"They had learned to store knowledge in the structure of space itself, and to preserve their thoughts for eternity in frozen lattices of light. They could become creatures of radiation, free at last from the tyranny of matter."— Arthur C. Clarke, 2001: A Space Odyssey (1968)
This is the whole reason the page exists. I've never really read science fiction—2001 was a passing fancy and I never even finished it—but this phrase lodged in me and wouldn't leave. It reads as a very sixties thing to me, psychedelic at the root: dissolving the body, becoming light, "free at last from the tyranny of matter." I might be wrong about that, but that's the impression it left.

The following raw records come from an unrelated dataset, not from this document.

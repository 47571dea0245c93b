//! Command implementations for the CLI interface.
//!
//! Each handler validates its arguments at the presentation boundary (titles,
//! due-date input), calls the task or category service, and prints the
//! canonical record the service hands back.

use chrono::{Local, NaiveDate};
use clap::Subcommand;
use clap_complete::{generate, Shell};
use serde::Serialize;

use crate::category::CategoryPatch;
use crate::config::Config;
use crate::dates::parse_due_input;
use crate::display::*;
use crate::error::{Error, Result};
use crate::fields::*;
use crate::filter::{
    filter_tasks, orphaned_categories, partition_by_status, summarize, without_archived,
    BoardSummary, TaskFilter,
};
use crate::store::EntityStore;
use crate::task::TaskPatch;
use crate::tui::board_run::run_board;

/// Top-level `kb` subcommands.
#[derive(Subcommand)]
pub enum Commands {
    /// Launch the interactive kanban board.
    Board,

    /// List tasks with optional filters.
    List {
        /// Case-insensitive text matched against title and description.
        #[arg(long, short)]
        query: Option<String>,
        /// Only tasks in this category ("all" for every category).
        #[arg(long)]
        category: Option<String>,
        /// Only tasks with this status.
        #[arg(long, value_parser = status_arg)]
        status: Option<Status>,
        /// Group the result into board columns.
        #[arg(long)]
        columns: bool,
        /// Leave archived tasks out.
        #[arg(long)]
        hide_archived: bool,
    },

    /// View a single task.
    Show {
        /// Task ID
        id: String,
    },

    /// Add a new task.
    Add {
        /// Short title for the task.
        title: String,
        /// Optional longer description.
        #[arg(long)]
        desc: Option<String>,
        /// Category name (defaults to the first category on the board).
        #[arg(long)]
        category: Option<String>,
        /// Priority: low | medium | high.
        #[arg(long, value_parser = priority_arg)]
        priority: Option<Priority>,
        /// Status: todo | in-progress | completed.
        #[arg(long, value_parser = status_arg)]
        status: Option<Status>,
        /// Due date: YYYY-MM-DD, "today", "tomorrow", "friday" or "in Nd".
        #[arg(long)]
        due: Option<String>,
    },

    /// Update fields on a task.
    Update {
        /// Task ID
        id: String,
        #[arg(long)]
        title: Option<String>,
        #[arg(long)]
        desc: Option<String>,
        #[arg(long)]
        category: Option<String>,
        #[arg(long, value_parser = priority_arg)]
        priority: Option<Priority>,
        #[arg(long, value_parser = status_arg)]
        status: Option<Status>,
        #[arg(long)]
        due: Option<String>,
    },

    /// Move a task to another column.
    Move {
        /// Task ID
        id: String,
        /// Target status: todo | in-progress | completed.
        #[arg(value_parser = status_arg)]
        status: Status,
    },

    /// Delete a task.
    Delete {
        /// Task ID
        id: String,
    },

    /// Archive a task.
    Archive {
        /// Task ID
        id: String,
    },

    /// Restore an archived task.
    Unarchive {
        /// Task ID
        id: String,
    },

    /// Show task counts per column and category.
    Stats,

    /// List categories.
    Categories {
        /// Recompute task counts from the current tasks first.
        #[arg(long)]
        recount: bool,
    },

    /// Manage a single category.
    Category {
        #[command(subcommand)]
        action: CategoryAction,
    },

    /// Generate shell completion scripts.
    Completions {
        /// Shell to generate completions for
        #[arg(value_enum)]
        shell: Shell,
    },
}

/// `kb category` subcommands.
#[derive(Subcommand)]
pub enum CategoryAction {
    /// View a category.
    Show {
        /// Category ID
        id: String,
    },
    /// Create a category.
    Add {
        /// Display name
        name: String,
        /// Colour token, e.g. "#10B981"
        #[arg(long)]
        color: Option<String>,
    },
    /// Rename or recolour a category.
    Update {
        /// Category ID
        id: String,
        #[arg(long)]
        name: Option<String>,
        #[arg(long)]
        color: Option<String>,
    },
    /// Delete a category. Tasks keep their category name.
    Delete {
        /// Category ID
        id: String,
    },
}

fn status_arg(s: &str) -> std::result::Result<Status, String> {
    parse_status(s).ok_or_else(|| format!("expected todo, in-progress or completed, got '{s}'"))
}

fn priority_arg(s: &str) -> std::result::Result<Priority, String> {
    parse_priority(s).ok_or_else(|| format!("expected low, medium or high, got '{s}'"))
}

fn today() -> NaiveDate {
    Local::now().date_naive()
}

fn parse_due(input: Option<String>) -> Result<Option<NaiveDate>> {
    match input {
        None => Ok(None),
        Some(raw) => parse_due_input(&raw, today())
            .map(Some)
            .ok_or_else(|| Error::InvalidArgument(format!("unrecognised due date '{raw}'"))),
    }
}

fn require_title(title: &str) -> Result<String> {
    let title = title.trim();
    if title.is_empty() {
        return Err(Error::InvalidArgument("Task title is required".into()));
    }
    Ok(title.to_string())
}

fn require_category_name(name: &str) -> Result<String> {
    let name = name.trim();
    if name.is_empty() {
        return Err(Error::InvalidArgument("Category name is required".into()));
    }
    Ok(name.to_string())
}

/// Launch the board on the store.
pub fn cmd_board(store: &mut EntityStore, config: &Config) -> Result<()> {
    run_board(store, config.board.show_archived)?;
    Ok(())
}

/// List tasks matching the filters.
pub fn cmd_list(
    store: &mut EntityStore,
    out: OutputOptions,
    query: Option<String>,
    category: Option<String>,
    status: Option<Status>,
    columns: bool,
    hide_archived: bool,
) -> Result<()> {
    let filter = TaskFilter {
        query: query.unwrap_or_default(),
        category: category.filter(|c| !c.eq_ignore_ascii_case("all")),
        status,
    };
    let all = store.task_service().list();
    let mut tasks = filter_tasks(&all, &filter);
    if hide_archived {
        tasks = without_archived(tasks);
    }

    if columns {
        let grouped = partition_by_status(tasks);
        if grouped.is_empty() && !out.json {
            println!("No tasks found.");
            return Ok(());
        }
        if out.json {
            #[derive(Serialize)]
            #[serde(rename_all = "camelCase")]
            struct Columns<'a> {
                todo: &'a [&'a crate::task::Task],
                in_progress: &'a [&'a crate::task::Task],
                completed: &'a [&'a crate::task::Task],
            }
            return print_json(&Columns {
                todo: &grouped.todo,
                in_progress: &grouped.in_progress,
                completed: &grouped.completed,
            });
        }
        print_columns(&grouped, today());
        return Ok(());
    }

    if out.json {
        return print_json(&tasks);
    }
    if tasks.is_empty() {
        println!("No tasks found.");
        return Ok(());
    }
    print_task_table(&tasks, today());
    Ok(())
}

/// Show a single task.
pub fn cmd_show(store: &mut EntityStore, out: OutputOptions, id: String) -> Result<()> {
    let task = store
        .task_service()
        .get(&id)
        .ok_or(Error::TaskNotFound(id))?;
    if out.json {
        return print_json(&task);
    }
    print_task_detail(&task, today());
    Ok(())
}

/// Add a new task to the board.
#[allow(clippy::too_many_arguments)]
pub fn cmd_add(
    store: &mut EntityStore,
    out: OutputOptions,
    title: String,
    desc: Option<String>,
    category: Option<String>,
    priority: Option<Priority>,
    status: Option<Status>,
    due: Option<String>,
) -> Result<()> {
    let category = category.unwrap_or_else(|| store.preferred_category());
    let mut patch = TaskPatch::titled(require_title(&title)?).with_category(category);
    if let Some(desc) = desc {
        patch = patch.with_description(desc);
    }
    if let Some(priority) = priority {
        patch = patch.with_priority(priority);
    }
    if let Some(status) = status {
        patch = patch.with_status(status);
    }
    if let Some(due) = parse_due(due)? {
        patch = patch.with_due_date(due);
    }
    let task = store.task_service().create(patch);
    if out.json {
        return print_json(&task);
    }
    println!("Created task {}.", task.id);
    print_task_detail(&task, today());
    Ok(())
}

/// Update fields on an existing task.
#[allow(clippy::too_many_arguments)]
pub fn cmd_update(
    store: &mut EntityStore,
    out: OutputOptions,
    id: String,
    title: Option<String>,
    desc: Option<String>,
    category: Option<String>,
    priority: Option<Priority>,
    status: Option<Status>,
    due: Option<String>,
) -> Result<()> {
    let patch = TaskPatch {
        title: title.as_deref().map(require_title).transpose()?,
        description: desc,
        category,
        priority,
        status,
        due_date: parse_due(due)?,
        ..Default::default()
    };
    let task = store.task_service().update(&id, patch)?;
    if out.json {
        return print_json(&task);
    }
    println!("Updated task {}.", task.id);
    print_task_detail(&task, today());
    Ok(())
}

/// Move a task to another column.
pub fn cmd_move(store: &mut EntityStore, out: OutputOptions, id: String, status: Status) -> Result<()> {
    let task = store.task_service().set_status(&id, status)?;
    if out.json {
        return print_json(&task);
    }
    println!("Moved task {} to {}.", task.id, format_status(task.status));
    Ok(())
}

/// Delete a task, echoing the removed record.
pub fn cmd_delete(store: &mut EntityStore, out: OutputOptions, id: String) -> Result<()> {
    let task = store.task_service().delete(&id)?;
    if out.json {
        return print_json(&task);
    }
    println!("Deleted task {} ({}).", task.id, task.title);
    Ok(())
}

/// Archive or restore a task.
pub fn cmd_archive(store: &mut EntityStore, out: OutputOptions, id: String, archived: bool) -> Result<()> {
    let mut tasks = store.task_service();
    let task = if archived { tasks.archive(&id)? } else { tasks.unarchive(&id)? };
    if out.json {
        return print_json(&task);
    }
    let verb = if archived { "Archived" } else { "Restored" };
    println!("{} task {} ({}).", verb, task.id, task.title);
    Ok(())
}

#[derive(Serialize)]
struct StatusCount {
    status: Status,
    count: usize,
}

#[derive(Serialize)]
struct CategoryCount {
    name: String,
    count: usize,
}

#[derive(Serialize)]
#[serde(rename_all = "camelCase")]
struct StatsReport {
    summary: BoardSummary,
    by_status: Vec<StatusCount>,
    by_category: Vec<CategoryCount>,
    orphaned_categories: Vec<String>,
}

/// Report column and category counts.
pub fn cmd_stats(store: &mut EntityStore, out: OutputOptions) -> Result<()> {
    let summary = summarize(store.tasks(), today());
    let orphaned: Vec<String> = orphaned_categories(store.tasks(), store.categories())
        .into_iter()
        .collect();
    let names: Vec<String> = store.categories().iter().map(|c| c.name.clone()).collect();

    let tasks = store.task_service();
    let by_status = Status::ALL
        .iter()
        .map(|&status| StatusCount {
            status,
            count: tasks.list_by_status(status).len(),
        })
        .collect();
    let by_category = names
        .into_iter()
        .chain(orphaned.iter().cloned())
        .map(|name| CategoryCount {
            count: tasks.list_by_category(&name).len(),
            name,
        })
        .collect();
    let report = StatsReport {
        summary,
        by_status,
        by_category,
        orphaned_categories: orphaned,
    };

    if out.json {
        return print_json(&report);
    }
    print_summary(&report.summary);
    println!();
    println!("By category:");
    for entry in &report.by_category {
        let marker = if report.orphaned_categories.contains(&entry.name) {
            " (no such category)"
        } else {
            ""
        };
        println!("  {:<16} {}{}", truncate(&entry.name, 16), entry.count, marker);
    }
    Ok(())
}

/// List categories, optionally recounting their tasks first.
pub fn cmd_categories(store: &mut EntityStore, out: OutputOptions, recount: bool) -> Result<()> {
    let mut service = store.category_service();
    let categories = if recount { service.recount() } else { service.list() };
    if out.json {
        return print_json(&categories);
    }
    if categories.is_empty() {
        println!("No categories.");
        return Ok(());
    }
    print_category_table(&categories);
    Ok(())
}

/// Category subcommands.
pub fn cmd_category(store: &mut EntityStore, out: OutputOptions, action: CategoryAction) -> Result<()> {
    let mut service = store.category_service();
    let (verb, category) = match action {
        CategoryAction::Show { id } => {
            let category = service.get(&id).ok_or(Error::CategoryNotFound(id))?;
            (None, category)
        }
        CategoryAction::Add { name, color } => {
            let mut patch = CategoryPatch::named(require_category_name(&name)?);
            if let Some(color) = color {
                patch = patch.with_color(color);
            }
            (Some("Created"), service.create(patch))
        }
        CategoryAction::Update { id, name, color } => {
            let patch = CategoryPatch {
                name: name.as_deref().map(require_category_name).transpose()?,
                color,
                ..Default::default()
            };
            (Some("Updated"), service.update(&id, patch)?)
        }
        CategoryAction::Delete { id } => (Some("Deleted"), service.delete(&id)?),
    };

    if out.json {
        return print_json(&category);
    }
    if let Some(verb) = verb {
        println!("{} category {}.", verb, category.id);
    }
    print_category_detail(&category);
    Ok(())
}

/// Generate shell completion scripts.
pub fn cmd_completions(shell: Shell) {
    use crate::cli::Cli;
    use clap::CommandFactory;

    let mut app = Cli::command();
    let app_name = app.get_name().to_string();
    generate(shell, &mut app, app_name, &mut std::io::stdout());
}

Notes toward a story: a consciousness baked into the structure of spacetime, propelling itself across the universe at the speed of light. No FTL, ever. It knows—to the trillion years—how far it can still get before the heat death takes it. It cannot prove its physics are the final physics. So it keeps going, on the chance it meets something that learned to outlast the end. These are the books to read before daring to write that.
Books that already stood on this cliff. Know your lineage.
Started here first. The best thing in the early chapters is the bodiless ascent off the hill—Stapledon refuses to spell out in concrete terms how the narrator comes loose from his body and starts drifting through the stars, and that vagueness is exactly why it works. The science interludes are didactic in a high-school way, but I didn't mind them.
Where it lost me is the first planet. The "Other Men" are what a kid would draw if you asked them to sketch an alien—human, but a bit off—and the section slides into a Gulliver's-Travels satire of human society. Got bored and stopped.
Apparently this is the book's low point, not its register—the Other Men are the toll you pay. Once the narrator learns to skip between worlds and merge into a shared mind, the aliens stop being humanoid and the scale detonates: living stars, composite cosmic minds, and the cold Star Maker at the end—the part that actually matters for the book I want to write. Note to self: push past the first planet, at least as far as the living stars.
Don't write a word until these are metabolized.